Phycomycosis is an acute and fluminant fungous infection in debilitated patients, but generally the diagnosis of the disease has been made histopathologically in autopsy cases. In Japan, it may be restricted to mucormycosis caused by several species of the genera Rhizopus, Mucor and Absidia. Therefore, the following descriptions refer to the mucormycosis.In histopathology, mucormycosis is characterized by direct invasion of fungi to the walls of arteries and thrombosis, which cause infarction and hemorrhagic necrosis of adjacent tissue. The hyphae in tissue are greatly broad (5 to 50μ), sparsely septate, and haphazardly branched. Furthermore, in contrast to most fungi, the hyphae are fairly well stained with hematoxylin, but not constantly. The Gomori methenamine silver stain is more preferable than the other staining methods for fungi.Mucormycosis is usually a secondary infection.
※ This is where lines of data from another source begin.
//! Storefront configuration loaded from environment variables.
//!
//! # Environment Variables
//!
//! ## Optional
//! - `SWEETS_API_BASE_URL` - Root URL of the sweets API (default: http://127.0.0.1:3000)
//! - `SWEETS_API_TOKEN` - Bearer token attached to every request
//! - `SWEETS_API_USERNAME` / `SWEETS_API_PASSWORD` - Login used to obtain or
//!   refresh the token when it is missing or expired (set both or neither)
//! - `STOREFRONT_CURRENCY` - Symbol prefixed to prices (default: ₹)
//!
//! At least one of `SWEETS_API_TOKEN` or the username/password pair is
//! required.

use std::time::UNIX_EPOCH;

use secrecy::{ExposeSecret, SecretString};
use sweets_core::{Credential, LoginRequest};
use thiserror::Error;

const DEFAULT_BASE_URL: &str = "http://127.0.0.1:3000";
const DEFAULT_CURRENCY: &str = "₹";

/// Configuration errors that can occur during loading.
#[derive(Debug, Error, PartialEq, Eq)]
pub enum ConfigError {
    #[error("Missing environment variable: {0}")]
    MissingEnvVar(String),
    #[error("Invalid environment variable {0}: {1}")]
    InvalidEnvVar(String, String),
    #[error("No credential configured: set SWEETS_API_TOKEN or SWEETS_API_USERNAME/SWEETS_API_PASSWORD")]
    MissingCredential,
}

#[derive(Debug, Clone)]
pub struct StorefrontConfig {
    /// Root URL all API calls are issued against
    pub api_base_url: String,
    /// Static bearer token, if one was supplied
    pub token: Option<SecretString>,
    /// Login used to obtain a fresh token
    pub login: Option<LoginConfig>,
    /// Currency symbol prefixed to prices
    pub currency: String,
}

#[derive(Debug, Clone)]
pub struct LoginConfig {
    pub username: String,
    pub password: SecretString,
}

impl StorefrontConfig {
    /// Load configuration from environment variables.
    ///
    /// Calls `dotenvy::dotenv()` to load from `.env` file if present.
    pub fn from_env() -> Result<Self, ConfigError> {
        // Load .env file if present (ignore errors if not found)
        let _ = dotenvy::dotenv();
        Self::from_lookup(|key| std::env::var(key).ok())
    }

    /// Build the configuration from an arbitrary key lookup.
    pub fn from_lookup(lookup: impl Fn(&str) -> Option<String>) -> Result<Self, ConfigError> {
        let get = |key: &str| lookup(key).filter(|v| !v.trim().is_empty());

        let api_base_url = get("SWEETS_API_BASE_URL").unwrap_or_else(|| DEFAULT_BASE_URL.to_string());
        if !(api_base_url.starts_with("http://") || api_base_url.starts_with("https://")) {
            return Err(ConfigError::InvalidEnvVar(
                "SWEETS_API_BASE_URL".to_string(),
                "must start with http:// or https://".to_string(),
            ));
        }

        let token = get("SWEETS_API_TOKEN").map(SecretString::from);

        let login = match (get("SWEETS_API_USERNAME"), get("SWEETS_API_PASSWORD")) {
            (Some(username), Some(password)) => Some(LoginConfig {
                username,
                password: SecretString::from(password),
            }),
            (Some(_), None) => return Err(ConfigError::MissingEnvVar("SWEETS_API_PASSWORD".to_string())),
            (None, Some(_)) => return Err(ConfigError::MissingEnvVar("SWEETS_API_USERNAME".to_string())),
            (None, None) => None,
        };

        if token.is_none() && login.is_none() {
            return Err(ConfigError::MissingCredential);
        }

        Ok(Self {
            api_base_url,
            token,
            login,
            currency: get("STOREFRONT_CURRENCY").unwrap_or_else(|| DEFAULT_CURRENCY.to_string()),
        })
    }

    /// Credential to start with. Without a configured token this is an
    /// already-expired placeholder, so the first action logs in.
    pub fn initial_credential(&self) -> Credential {
        match &self.token {
            Some(token) => Credential::bearer(token.expose_secret()),
            None => Credential::bearer("").with_expiry(Some(UNIX_EPOCH)),
        }
    }

    pub fn login_request(&self) -> Option<LoginRequest> {
        self.login.as_ref().map(|login| LoginRequest {
            username: login.username.clone(),
            password: login.password.expose_secret().to_string(),
        })
    }
}

#[cfg(test)]
mod tests {
    use std::collections::HashMap;
    use std::time::SystemTime;

    use super::*;

    fn load(vars: &[(&str, &str)]) -> Result<StorefrontConfig, ConfigError> {
        let vars: HashMap<String, String> = vars
            .iter()
            .map(|(k, v)| (k.to_string(), v.to_string()))
            .collect();
        StorefrontConfig::from_lookup(|key| vars.get(key).cloned())
    }

    #[test]
    fn token_only_uses_defaults() {
        let config = load(&[("SWEETS_API_TOKEN", "abc")]).unwrap();
        assert_eq!(config.api_base_url, "http://127.0.0.1:3000");
        assert_eq!(config.currency, "₹");
        assert!(config.login.is_none());
        assert!(!config.initial_credential().is_expired_at(SystemTime::now()));
    }

    #[test]
    fn missing_credential_is_rejected() {
        assert_eq!(load(&[]).unwrap_err(), ConfigError::MissingCredential);
        assert_eq!(
            load(&[("SWEETS_API_TOKEN", "  ")]).unwrap_err(),
            ConfigError::MissingCredential
        );
    }

    #[test]
    fn login_requires_both_halves() {
        assert_eq!(
            load(&[("SWEETS_API_USERNAME", "demo")]).unwrap_err(),
            ConfigError::MissingEnvVar("SWEETS_API_PASSWORD".to_string())
        );
        assert_eq!(
            load(&[("SWEETS_API_PASSWORD", "demo")]).unwrap_err(),
            ConfigError::MissingEnvVar("SWEETS_API_USERNAME".to_string())
        );
    }

    #[test]
    fn login_without_token_starts_expired() {
        let config = load(&[("SWEETS_API_USERNAME", "demo"), ("SWEETS_API_PASSWORD", "pw")]).unwrap();
        assert!(config.initial_credential().is_expired_at(SystemTime::now()));
        let login = config.login_request().unwrap();
        assert_eq!(login.username, "demo");
        assert_eq!(login.password, "pw");
    }

    #[test]
    fn base_url_must_be_http() {
        let err = load(&[("SWEETS_API_TOKEN", "t"), ("SWEETS_API_BASE_URL", "ftp://shop")]).unwrap_err();
        assert!(matches!(err, ConfigError::InvalidEnvVar(key, _) if key == "SWEETS_API_BASE_URL"));
    }

    #[test]
    fn overrides_are_applied() {
        let config = load(&[
            ("SWEETS_API_TOKEN", "t"),
            ("SWEETS_API_BASE_URL", "https://sweet-shop.example"),
            ("STOREFRONT_CURRENCY", "$"),
        ])
        .unwrap();
        assert_eq!(config.api_base_url, "https://sweet-shop.example");
        assert_eq!(config.currency, "$");
    }

    #[test]
    fn debug_redacts_secrets() {
        let config = load(&[
            ("SWEETS_API_TOKEN", "tok-123"),
            ("SWEETS_API_USERNAME", "demo"),
            ("SWEETS_API_PASSWORD", "pw-456"),
        ])
        .unwrap();
        let debug = format!("{config:?}");
        assert!(!debug.contains("tok-123"));
        assert!(!debug.contains("pw-456"));
    }
}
Baker emphasized diabetes and blood diseases as the most frequently antecedent conditions in 1957. In our statistical survery of deep-seated mycoses using the Annual of the Pathological Autopsy Cases in Japan during the ten year period from 1966 to 1975, 154 cases of mucormycosis were reported, which were 0.068% of 224, 436 all autopsy cases and 3.45% of the total of 4, 464 autopsy cases of mycoses. In this series, leukemias were present in 61% of the cases of mucormycosis, although diabetes was in 1% of them. In addition, anticancer and corticosteroid therapies for blood diseases and malignant neoplasms were emphasized as predisposing factors in the experimental studies in the rabbits pretreated with cyclophosphamide, mitomycin C and predonine.